REQUIREMENT | Each line below from the one containing "text.starts_with(affix.as_str())" through the one containing "BinaryOp::Add | BinaryOp::Sub" should be output exactly as it stands, and no other line should appear.

Collected data entries:
******

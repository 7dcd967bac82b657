use std::num::NonZeroUsize;

use crate::error::ValidationError;

#[derive(Debug, Clone, Copy, PartialEq, Eq)]
pub struct PositiveUsize(NonZeroUsize);

impl PositiveUsize {
    #[must_use]
    pub const fn get(self) -> usize {
        self.0.get()
    }
}

impl Default for PositiveUsize {
    fn default() -> Self {
        Self(NonZeroUsize::MIN)
    }
}

impl TryFrom<usize> for PositiveUsize {
    type Error = ValidationError;

    fn try_from(value: usize) -> Result<Self, Self::Error> {
        NonZeroUsize::new(value)
            .map(PositiveUsize)
            .ok_or(ValidationError::ValueTooSmall { min: 1 })
    }
}

impl std::str::FromStr for PositiveUsize {
    type Err = ValidationError;

    fn from_str(s: &str) -> Result<Self, Self::Err> {
        let value: usize = s
            .trim()
            .parse()
            .map_err(|err| ValidationError::InvalidNumber { source: err })?;
        PositiveUsize::try_from(value)
    }
}

impl From<PositiveUsize> for usize {
    fn from(value: PositiveUsize) -> Self {
        value.get()
    }
}

impl std::fmt::Display for PositiveUsize {
    fn fmt(&self, f: &mut std::fmt::Formatter<'_>) -> std::fmt::Result {
        write!(f, "{}", self.get())
    }
}
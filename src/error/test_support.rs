use super::ValidationError;

impl From<&'static str> for ValidationError {
    fn from(message: &'static str) -> Self {
        ValidationError::TestExpectation { message }
    }
}

impl From<String> for ValidationError {
    fn from(value: String) -> Self {
        ValidationError::TestExpectationValue {
            message: "unexpected result",
            value,
        }
    }
}
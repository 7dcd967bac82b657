//! CLI argument types and parsing helpers.
mod cli;
pub(crate) mod parsers;
mod types;


pub use cli::{AtestArgs, CheckArgs, Command, RunArgs};
pub use types::PositiveUsize;
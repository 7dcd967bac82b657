use std::fmt;
use std::sync::Arc;
use std::time::Duration;

use crate::logger::LogLevel;
use crate::report::{DiscardReporter, TestReporter};

use super::resources::{KubectlPort, ResourcePort};

pub const DEFAULT_REQUEST_TIMEOUT: Duration = Duration::from_secs(10);

/// Everything a runner needs, fixed at construction.
#[derive(Clone)]
pub struct RunnerConfig {
    pub log_level: LogLevel,
    pub request_timeout: Duration,
    pub reporter: Arc<dyn TestReporter>,
    pub resources: Arc<dyn ResourcePort>,
}

impl Default for RunnerConfig {
    fn default() -> Self {
        Self {
            log_level: LogLevel::Info,
            request_timeout: DEFAULT_REQUEST_TIMEOUT,
            reporter: Arc::new(DiscardReporter),
            resources: Arc::new(KubectlPort::default()),
        }
    }
}

impl fmt::Debug for RunnerConfig {
    fn fmt(&self, f: &mut fmt::Formatter<'_>) -> fmt::Result {
        f.debug_struct("RunnerConfig")
            .field("log_level", &self.log_level)
            .field("request_timeout", &self.request_timeout)
            .finish_non_exhaustive()
    }
}
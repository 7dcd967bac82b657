use std::fs::File;
use std::io::{BufWriter, Write};
use std::path::Path;

use crate::error::{AppError, AppResult, ReportError};
use crate::report::{ReportFormat, ReportResult, write_report};

/// Writes the report to `path`, or stdout when no path is given.
pub(crate) fn write_results(
    format: ReportFormat,
    results: &[ReportResult],
    path: Option<&Path>,
) -> AppResult<()> {
    match path {
        Some(path) => {
            let file = File::create(path).map_err(|err| {
                AppError::report(ReportError::CreateFile {
                    path: path.to_path_buf(),
                    source: err,
                })
            })?;
            write_flushed(format, results, BufWriter::new(file))
        }
        None => write_flushed(format, results, std::io::stdout().lock()),
    }
}

fn write_flushed<W: Write>(
    format: ReportFormat,
    results: &[ReportResult],
    mut out: W,
) -> AppResult<()> {
    write_report(format, results, &mut out)?;
    out.flush()
        .map_err(|err| AppError::report(ReportError::Write { source: err }))
}
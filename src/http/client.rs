use std::time::Duration;

use reqwest::Client;

use crate::error::AppResult;

const DEFAULT_USER_AGENT: &str = concat!("atest/", env!("CARGO_PKG_VERSION"));

/// Builds the shared HTTP client. `timeout` bounds each whole request,
/// body included.
///
/// # Errors
///
/// Returns an error when the TLS backend cannot be initialised.
pub fn build_client(timeout: Duration) -> AppResult<Client> {
    let client = Client::builder()
        .timeout(timeout)
        .user_agent(DEFAULT_USER_AGENT)
        .build()?;
    Ok(client)
}
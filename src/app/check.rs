use std::borrow::Cow;
use std::collections::BTreeMap;
use std::path::Path;

use tracing::{error, info};

use crate::error::{AppError, AppResult, ValidationError};
use crate::suite::{Suite, TestCase};
use crate::template::{check_syntax, read_body_file};
use crate::verify::compile_expression;

pub(super) fn run_check(path: &Path) -> AppResult<()> {
    let suite = crate::config::load_suite(path)?;
    let problems = check_suite(&suite);
    for problem in &problems {
        error!("{}", problem);
    }
    if !problems.is_empty() {
        return Err(AppError::validation(ValidationError::CheckFailed {
            failures: problems.len(),
        }));
    }
    info!(
        "Suite '{}' is valid ({} case(s)).",
        suite.name,
        suite.items.len()
    );
    Ok(())
}

/// Compiles every template and expression of `suite` without sending
/// anything. Returns one message per problem found.
#[must_use]
pub fn check_suite(suite: &Suite) -> Vec<String> {
    suite.items.iter().flat_map(check_case).collect()
}

fn check_case(case: &TestCase) -> Vec<String> {
    let mut problems = Vec::new();
    let file_body = match case.request.body_from_file.as_deref() {
        Some(path) if case.request.body.is_empty() => match read_body_file(path) {
            Ok(body) => Some(body),
            Err(err) => {
                problems.push(problem(case, &err));
                None
            }
        },
        Some(_) | None => None,
    };
    let body = file_body.as_deref().unwrap_or(&case.request.body);

    let mut templates: Vec<(Cow<'_, str>, &str)> = vec![
        (Cow::Borrowed("method"), case.request.method.as_str()),
        (Cow::Borrowed("api"), case.request.api.as_str()),
        (Cow::Borrowed("body"), body),
        (Cow::Borrowed("expected body"), case.expect.body.as_str()),
    ];
    templates.extend(named("header", &case.request.header));
    templates.extend(named("form", &case.request.form));
    templates.extend(named("expected header", &case.expect.header));

    for (field, template) in &templates {
        if let Err(err) = check_syntax(field, template) {
            problems.push(problem(case, &err));
        }
    }
    for expression in &case.expect.verify {
        if let Err(err) = compile_expression(expression) {
            problems.push(problem(case, &err));
        }
    }
    problems
}

fn named<'a>(
    kind: &'static str,
    map: &'a BTreeMap<String, String>,
) -> impl Iterator<Item = (Cow<'a, str>, &'a str)> {
    map.iter()
        .map(move |(key, value)| (Cow::Owned(format!("{} '{}'", kind, key)), value.as_str()))
}

fn problem(case: &TestCase, err: &dyn std::error::Error) -> String {
    format!("case '{}': {}", case.name, err)
}
use serde_json::Value;
use thiserror::Error;

use super::ExprError;

#[derive(Debug, Error)]
pub enum DecodeError {
    #[error("{source}")]
    Syntax {
        #[source]
        source: serde_json::Error,
    },
    #[error("expected a JSON object or array, got {kind}")]
    UnsupportedRoot { kind: &'static str },
}

#[derive(Debug, Error)]
pub enum VerifyError {
    #[error("expected status {expected}, actual {actual}")]
    StatusMismatch { expected: u16, actual: u16 },
    #[error("header '{key}' expected '{expected}', actual '{actual}'")]
    HeaderMismatch {
        key: String,
        expected: String,
        actual: String,
    },
    #[error("got different response body, diff:\n{diff}")]
    BodyMismatch { diff: String },
    #[error("failed to decode response body: {0}")]
    Decode(#[source] DecodeError),
    #[error("not found field: {key}")]
    FieldNotFound { key: String },
    #[error("field[{key}] expect value: {expected}, actual: {actual}")]
    FieldMismatch {
        key: String,
        expected: Value,
        actual: Value,
    },
    #[error("failed to compile expression '{expression}': {source}")]
    ExpressionCompile {
        expression: String,
        #[source]
        source: ExprError,
    },
    #[error("failed to evaluate expression '{expression}': {source}")]
    ExpressionEval {
        expression: String,
        #[source]
        source: ExprError,
    },
    #[error("failed to verify: {expression}")]
    VerificationFailed { expression: String },
}
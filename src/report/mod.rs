//! Per-run records and the per-endpoint aggregation built from them.
mod aggregate;
mod record;
mod reporter;
mod writers;


pub use aggregate::{ReportResult, aggregate};
pub use record::ReportRecord;
pub use reporter::{DiscardReporter, MemoryReporter, TestReporter};
pub use writers::{ReportFormat, write_json, write_report, write_text};
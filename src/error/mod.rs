mod app;
mod case;
mod config;
mod expr;
mod http;
mod report;
mod resource;
mod template;
mod validation;
mod verify;

#[cfg(test)]
mod test_support;

pub use app::{AppError, AppResult};
pub use case::{CaseError, FailureKind};
pub use config::ConfigError;
pub use expr::ExprError;
pub use http::{RequestBuildError, TransportError};
pub use report::ReportError;
pub use resource::ResourceError;
pub use template::TemplateError;
pub use validation::ValidationError;
pub use verify::{DecodeError, VerifyError};
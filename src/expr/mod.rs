//! Sandboxed boolean expression language used by response verification.
//!
//! Expressions are compiled once against the set of root names available in
//! the environment and then evaluated against a JSON mapping:
//!
//! ```text
//! len(data.items) > 0 && data.items[0].status == "active"
//! data.user.name startsWith "a" ? data.user.age >= 18 : false
//! ```
mod ast;
mod eval;
mod functions;
mod lexer;
mod parser;

#[cfg(test)]
mod tests;

use std::collections::BTreeSet;

use serde_json::{Map, Value};

use crate::error::ExprError;
use crate::json::kind_name;

use ast::Expr;

pub(crate) use eval::values_equal;

/// A parsed expression whose names and function calls have been checked.
#[derive(Debug, Clone)]
pub struct Program {
    source: String,
    root: Expr,
}

/// Parses `source` and checks that every root name is one of `names`.
///
/// # Errors
///
/// Returns an error on invalid syntax, unknown names, unknown functions or a
/// wrong number of arguments.
pub fn compile<'a, I>(source: &str, names: I) -> Result<Program, ExprError>
where
    I: IntoIterator<Item = &'a str>,
{
    let tokens = lexer::tokenize(source)?;
    let root = parser::parse(tokens)?;
    let known: BTreeSet<&str> = names.into_iter().collect();
    root.check_names(&known)?;
    Ok(Program {
        source: source.to_owned(),
        root,
    })
}

impl Program {
    #[must_use]
    pub fn source(&self) -> &str {
        &self.source
    }

    /// Evaluates the program.
    ///
    /// # Errors
    ///
    /// Returns an error when evaluation fails (type mismatch, out of range
    /// index, overflow, division by zero).
    pub fn run(&self, env: &Map<String, Value>) -> Result<Value, ExprError> {
        eval::evaluate(&self.root, env).map(std::borrow::Cow::into_owned)
    }

    /// Evaluates the program and requires a boolean result.
    ///
    /// # Errors
    ///
    /// Returns an error when evaluation fails or the result is not a bool.
    pub fn run_bool(&self, env: &Map<String, Value>) -> Result<bool, ExprError> {
        let value = eval::evaluate(&self.root, env)?;
        match value.as_ref() {
            Value::Bool(result) => Ok(*result),
            other => Err(ExprError::NotBoolean {
                kind: kind_name(other),
            }),
        }
    }
}
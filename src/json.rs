//! Small helpers over `serde_json::Value` shared by the renderer, verifier and
//! expression engine.
use serde_json::Value;

#[must_use]
pub const fn kind_name(value: &Value) -> &'static str {
    match value {
        Value::Null => "null",
        Value::Bool(_) => "bool",
        Value::Number(_) => "number",
        Value::String(_) => "string",
        Value::Array(_) => "array",
        Value::Object(_) => "object",
    }
}

/// Plain string form of a value: strings print unquoted and whole floats
/// print without a fractional part, so `5` and `5.0` share one form.
#[must_use]
pub fn scalar_repr(value: &Value) -> String {
    match value {
        Value::String(text) => text.clone(),
        Value::Number(number) => {
            if number.is_f64()
                && let Some(float) = number.as_f64()
                && float.is_finite()
                && float.fract() == 0.0
                && float.abs() < 1e15
            {
                return format!("{float:.0}");
            }
            number.to_string()
        }
        Value::Null => "<nil>".to_owned(),
        Value::Bool(_) | Value::Array(_) | Value::Object(_) => value.to_string(),
    }
}

#[cfg(test)]
mod tests {
    use super::*;
    use serde_json::json;

    #[test]
    fn scalar_repr_drops_whole_fraction() -> Result<(), String> {
        let cases = [
            (json!(5), "5"),
            (json!(5.0), "5"),
            (json!(-3.0), "-3"),
            (json!(2.5), "2.5"),
            (json!("text"), "text"),
            (json!(true), "true"),
            (json!(null), "<nil>"),
        ];
        for (value, expected) in cases {
            let actual = scalar_repr(&value);
            if actual != expected {
                return Err(format!("scalar_repr({value}) = {actual}, want {expected}"));
            }
        }
        Ok(())
    }

    #[test]
    fn kind_name_covers_containers() -> Result<(), String> {
        if kind_name(&json!([])) != "array" || kind_name(&json!({})) != "object" {
            return Err("Unexpected container kind".to_owned());
        }
        Ok(())
    }
}
use std::borrow::Cow;
use std::cmp::Ordering;

use serde_json::{Map, Number, Value};

use crate::error::ExprError;
use crate::json::kind_name;

use super::ast::{BinaryOp, Expr, UnaryOp};

pub(super) fn evaluate<'a>(
    expr: &'a Expr,
    env: &'a Map<String, Value>,
) -> Result<Cow<'a, Value>, ExprError> {
    match expr {
        Expr::Literal(value) => Ok(Cow::Borrowed(value)),
        Expr::Array(items) => items
            .iter()
            .map(|item| evaluate(item, env).map(Cow::into_owned))
            .collect::<Result<Vec<_>, _>>()
            .map(|items| Cow::Owned(Value::Array(items))),
        Expr::Name(name) => env
            .get(name)
            .map(Cow::Borrowed)
            .ok_or_else(|| ExprError::UnknownName { name: name.clone() }),
        Expr::Member { target, field } => member(evaluate(target, env)?, field),
        Expr::Index { target, index } => {
            let target = evaluate(target, env)?;
            let index = evaluate(index, env)?;
            element(target, &index)
        }
        Expr::Call { function, args } => {
            let args = args
                .iter()
                .map(|arg| evaluate(arg, env).map(Cow::into_owned))
                .collect::<Result<Vec<_>, _>>()?;
            function.apply(&args).map(Cow::Owned)
        }
        Expr::Unary { op, operand } => {
            let operand = evaluate(operand, env)?;
            unary(*op, &operand).map(Cow::Owned)
        }
        Expr::Binary { op, left, right } => binary(*op, left, right, env).map(Cow::Owned),
        Expr::Conditional {
            condition,
            then,
            otherwise,
        } => {
            if expect_bool("?:", evaluate(condition, env)?.as_ref())? {
                evaluate(then, env)
            } else {
                evaluate(otherwise, env)
            }
        }
    }
}

fn member<'a>(target: Cow<'a, Value>, field: &str) -> Result<Cow<'a, Value>, ExprError> {
    if !target.is_object() {
        return Err(ExprError::type_error(format!(
            "cannot access field '{field}' on {}",
            kind_name(&target)
        )));
    }
    Ok(match target {
        Cow::Borrowed(value) => value.get(field).map_or(Cow::Owned(Value::Null), Cow::Borrowed),
        Cow::Owned(mut value) => Cow::Owned(
            value
                .get_mut(field)
                .map(Value::take)
                .unwrap_or(Value::Null),
        ),
    })
}

fn element<'a>(target: Cow<'a, Value>, index: &Value) -> Result<Cow<'a, Value>, ExprError> {
    match (target.as_ref(), index) {
        (Value::Object(_), Value::String(key)) => member(target, key),
        (Value::Array(items), Value::Number(number)) => {
            let position = resolve_index(number, items.len())?;
            Ok(match target {
                Cow::Borrowed(value) => value
                    .get(position)
                    .map_or(Cow::Owned(Value::Null), Cow::Borrowed),
                Cow::Owned(mut value) => Cow::Owned(
                    value
                        .get_mut(position)
                        .map(Value::take)
                        .unwrap_or(Value::Null),
                ),
            })
        }
        (Value::String(text), Value::Number(number)) => {
            let chars: Vec<char> = text.chars().collect();
            let position = resolve_index(number, chars.len())?;
            Ok(Cow::Owned(
                chars
                    .get(position)
                    .map_or(Value::Null, |ch| Value::String(ch.to_string())),
            ))
        }
        (target_value, _) => Err(ExprError::type_error(format!(
            "cannot index {} with {}",
            kind_name(target_value),
            kind_name(index)
        ))),
    }
}

fn resolve_index(number: &Number, len: usize) -> Result<usize, ExprError> {
    let index = number
        .as_i64()
        .ok_or_else(|| ExprError::type_error(format!("index {number} is not an integer")))?;
    let out_of_range = || ExprError::IndexOutOfRange { index, len };
    let signed_len = i64::try_from(len).ok().ok_or(ExprError::Overflow)?;
    let resolved = if index < 0 {
        signed_len.checked_add(index).ok_or_else(out_of_range)?
    } else {
        index
    };
    if resolved < 0 || resolved >= signed_len {
        return Err(out_of_range());
    }
    usize::try_from(resolved).ok().ok_or_else(out_of_range)
}

fn unary(op: UnaryOp, operand: &Value) -> Result<Value, ExprError> {
    match op {
        UnaryOp::Not => Ok(Value::Bool(!expect_bool("!", operand)?)),
        UnaryOp::Neg => match as_num(operand) {
            Some(Num::Int(int)) => int.checked_neg().map(Value::from).ok_or(ExprError::Overflow),
            Some(Num::Float(float)) => float_value(negate(float)),
            None => Err(ExprError::type_error(format!(
                "cannot negate {}",
                kind_name(operand)
            ))),
        },
    }
}

fn binary(
    op: BinaryOp,
    left: &Expr,
    right: &Expr,
    env: &Map<String, Value>,
) -> Result<Value, ExprError> {
    if matches!(op, BinaryOp::And | BinaryOp::Or) {
        let left = expect_bool(op.symbol(), evaluate(left, env)?.as_ref())?;
        let decided = if op == BinaryOp::And { !left } else { left };
        if decided {
            return Ok(Value::Bool(left));
        }
        let right = expect_bool(op.symbol(), evaluate(right, env)?.as_ref())?;
        return Ok(Value::Bool(right));
    }

    let left = evaluate(left, env)?;
    let right = evaluate(right, env)?;
    let (left, right) = (left.as_ref(), right.as_ref());
    match op {
        BinaryOp::Eq => Ok(Value::Bool(values_equal(left, right))),
        BinaryOp::Ne => Ok(Value::Bool(!values_equal(left, right))),
        BinaryOp::Lt | BinaryOp::Le | BinaryOp::Gt | BinaryOp::Ge => {
            let ordering = compare(left, right).ok_or_else(|| mismatch(op, left, right))?;
            let result = match ordering {
                Ordering::Less => matches!(op, BinaryOp::Lt | BinaryOp::Le),
                Ordering::Equal => matches!(op, BinaryOp::Le | BinaryOp::Ge),
                Ordering::Greater => matches!(op, BinaryOp::Gt | BinaryOp::Ge),
            };
            Ok(Value::Bool(result))
        }
        BinaryOp::In => contains(op, right, left).map(Value::Bool),
        BinaryOp::NotIn => contains(op, right, left).map(|found| Value::Bool(!found)),
        BinaryOp::Contains => contains(op, left, right).map(Value::Bool),
        BinaryOp::StartsWith | BinaryOp::EndsWith => match (left, right) {
            (Value::String(text), Value::String(affix)) => Ok(Value::Bool(
                if op == BinaryOp::StartsWith {
                    text.starts_with(affix.as_str())
                } else {
                    text.ends_with(affix.as_str())
                },
            )),
            _ => Err(mismatch(op, left, right)),
        },
        BinaryOp::Add | BinaryOp::Sub | BinaryOp::Mul | BinaryOp::Div | BinaryOp::Rem => {
            arithmetic(op, left, right)
        }
        BinaryOp::And | BinaryOp::Or => Err(mismatch(op, left, right)),
    }
}

fn contains(op: BinaryOp, haystack: &Value, needle: &Value) -> Result<bool, ExprError> {
    match (haystack, needle) {
        (Value::Array(items), _) => Ok(items.iter().any(|item| values_equal(item, needle))),
        (Value::Object(map), Value::String(key)) => Ok(map.contains_key(key)),
        (Value::String(text), Value::String(part)) => Ok(text.contains(part.as_str())),
        _ => Err(mismatch(op, needle, haystack)),
    }
}

fn arithmetic(op: BinaryOp, left: &Value, right: &Value) -> Result<Value, ExprError> {
    if op == BinaryOp::Add {
        match (left, right) {
            (Value::String(a), Value::String(b)) => return Ok(Value::String(format!("{a}{b}"))),
            (Value::Array(a), Value::Array(b)) => {
                return Ok(Value::Array(a.iter().chain(b).cloned().collect()));
            }
            _ => {}
        }
    }

    let (Some(lhs), Some(rhs)) = (as_num(left), as_num(right)) else {
        return Err(mismatch(op, left, right));
    };
    match (op, lhs, rhs) {
        (BinaryOp::Div, _, _) => {
            let divisor = rhs.to_f64();
            if divisor == 0.0 {
                return Err(ExprError::DivisionByZero);
            }
            float_op(op, lhs.to_f64(), divisor).map_or_else(|| Err(mismatch(op, left, right)), float_value)
        }
        (BinaryOp::Rem, Num::Int(a), Num::Int(b)) => {
            if b == 0 {
                return Err(ExprError::DivisionByZero);
            }
            a.checked_rem(b).map(Value::from).ok_or(ExprError::Overflow)
        }
        (BinaryOp::Add, Num::Int(a), Num::Int(b)) => {
            a.checked_add(b).map(Value::from).ok_or(ExprError::Overflow)
        }
        (BinaryOp::Sub, Num::Int(a), Num::Int(b)) => {
            a.checked_sub(b).map(Value::from).ok_or(ExprError::Overflow)
        }
        (BinaryOp::Mul, Num::Int(a), Num::Int(b)) => {
            a.checked_mul(b).map(Value::from).ok_or(ExprError::Overflow)
        }
        _ => float_op(op, lhs.to_f64(), rhs.to_f64())
            .map_or_else(|| Err(mismatch(op, left, right)), float_value),
    }
}

#[expect(
    clippy::float_arithmetic,
    reason = "non-integer operands are evaluated in floating point"
)]
const fn float_op(op: BinaryOp, left: f64, right: f64) -> Option<f64> {
    match op {
        BinaryOp::Add => Some(left + right),
        BinaryOp::Sub => Some(left - right),
        BinaryOp::Mul => Some(left * right),
        BinaryOp::Div => Some(left / right),
        BinaryOp::Or
        | BinaryOp::And
        | BinaryOp::Eq
        | BinaryOp::Ne
        | BinaryOp::Lt
        | BinaryOp::Le
        | BinaryOp::Gt
        | BinaryOp::Ge
        | BinaryOp::In
        | BinaryOp::NotIn
        | BinaryOp::Contains
        | BinaryOp::StartsWith
        | BinaryOp::EndsWith
        | BinaryOp::Rem => None,
    }
}

#[expect(clippy::float_arithmetic, reason = "unary minus on a float operand")]
const fn negate(value: f64) -> f64 {
    -value
}

fn float_value(value: f64) -> Result<Value, ExprError> {
    Number::from_f64(value)
        .map(Value::Number)
        .ok_or(ExprError::Overflow)
}

#[derive(Debug, Clone, Copy)]
enum Num {
    Int(i64),
    Float(f64),
}

impl Num {
    const fn to_f64(self) -> f64 {
        match self {
            Self::Int(int) => int as f64,
            Self::Float(float) => float,
        }
    }
}

fn as_num(value: &Value) -> Option<Num> {
    let Value::Number(number) = value else {
        return None;
    };
    number
        .as_i64()
        .map(Num::Int)
        .or_else(|| number.as_f64().map(Num::Float))
}

fn compare(left: &Value, right: &Value) -> Option<Ordering> {
    match (as_num(left), as_num(right)) {
        (Some(Num::Int(a)), Some(Num::Int(b))) => Some(a.cmp(&b)),
        (Some(a), Some(b)) => a.to_f64().partial_cmp(&b.to_f64()),
        _ => match (left, right) {
            (Value::String(a), Value::String(b)) => Some(a.cmp(b)),
            _ => None,
        },
    }
}

/// Equality where numbers compare by value across integer and float.
pub(crate) fn values_equal(left: &Value, right: &Value) -> bool {
    match (left, right) {
        (Value::Number(_), Value::Number(_)) => compare(left, right) == Some(Ordering::Equal),
        (Value::Array(a), Value::Array(b)) => {
            a.len() == b.len() && a.iter().zip(b).all(|(x, y)| values_equal(x, y))
        }
        (Value::Object(a), Value::Object(b)) => {
            a.len() == b.len()
                && a.iter()
                    .all(|(key, x)| b.get(key).is_some_and(|y| values_equal(x, y)))
        }
        _ => left == right,
    }
}

fn expect_bool(op: &str, value: &Value) -> Result<bool, ExprError> {
    value.as_bool().ok_or_else(|| {
        ExprError::type_error(format!(
            "operator {op} requires bool, got {}",
            kind_name(value)
        ))
    })
}

fn mismatch(op: BinaryOp, left: &Value, right: &Value) -> ExprError {
    ExprError::type_error(format!(
        "operator {} not defined between {} and {}",
        op.symbol(),
        kind_name(left),
        kind_name(right)
    ))
}
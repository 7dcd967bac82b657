use std::path::PathBuf;
use thiserror::Error;

#[derive(Debug, Error)]
pub enum ConfigError {
    #[error("Failed to read suite '{path}': {source}")]
    ReadSuite {
        path: PathBuf,
        #[source]
        source: std::io::Error,
    },
    #[error("Failed to parse YAML suite '{path}': {source}")]
    ParseYaml {
        path: PathBuf,
        #[source]
        source: serde_yaml::Error,
    },
    #[error("Failed to parse TOML suite '{path}': {source}")]
    ParseToml {
        path: PathBuf,
        #[source]
        source: toml::de::Error,
    },
    #[error("Failed to parse JSON suite '{path}': {source}")]
    ParseJson {
        path: PathBuf,
        #[source]
        source: serde_json::Error,
    },
    #[error("Unsupported suite extension '{ext}'. Use .yaml, .yml, .toml or .json.")]
    UnsupportedExtension { ext: String },
    #[error("Suite file must have a .yaml, .yml, .toml or .json extension.")]
    MissingExtension,
    #[error("Suite '{path}' has no test cases.")]
    EmptySuite { path: PathBuf },
    #[error("Test case #{index} has no name.")]
    EmptyCaseName { index: usize },
    #[error("Test case name '{name}' is used more than once.")]
    DuplicateCaseName { name: String },
    #[error("Test case '{name}' has no api.")]
    MissingApi { name: String },
}
//! Declarative test case model loaded from suite files.
mod types;


pub use types::{Clean, Expect, Prepare, Request, Suite, TestCase};
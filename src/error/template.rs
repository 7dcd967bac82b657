use thiserror::Error;

#[derive(Debug, Error)]
pub enum TemplateError {
    #[error("Invalid {field} template: {detail}")]
    Parse {
        field: String,
        detail: String,
        #[source]
        source: Box<tera::Error>,
    },
    #[error("Failed to render {field} template: {detail}")]
    Render {
        field: String,
        detail: String,
        #[source]
        source: Box<tera::Error>,
    },
    #[error("Template context must be a mapping, got {kind}.")]
    ContextNotMapping { kind: &'static str },
    #[error("Failed to load template context: {source}")]
    Context {
        #[source]
        source: Box<tera::Error>,
    },
}

impl TemplateError {
    /// Flattens the tera error chain so the root cause shows up in the message.
    pub(crate) fn describe(error: &tera::Error) -> String {
        let mut parts = vec![error.to_string()];
        let mut current = std::error::Error::source(error);
        while let Some(cause) = current {
            parts.push(cause.to_string());
            current = cause.source();
        }
        parts.join(": ")
    }
}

******

COMPLETED TASK |
                    text.starts_with(affix.as_str())
                } else {
                    text.ends_with(affix.as_str())
                },
            )),
            _ => Err(mismatch(op, left, right)),
        },
        BinaryOp::Add | BinaryOp::Sub | BinaryOp::Mul | BinaryOp::Div | BinaryOp::Rem => {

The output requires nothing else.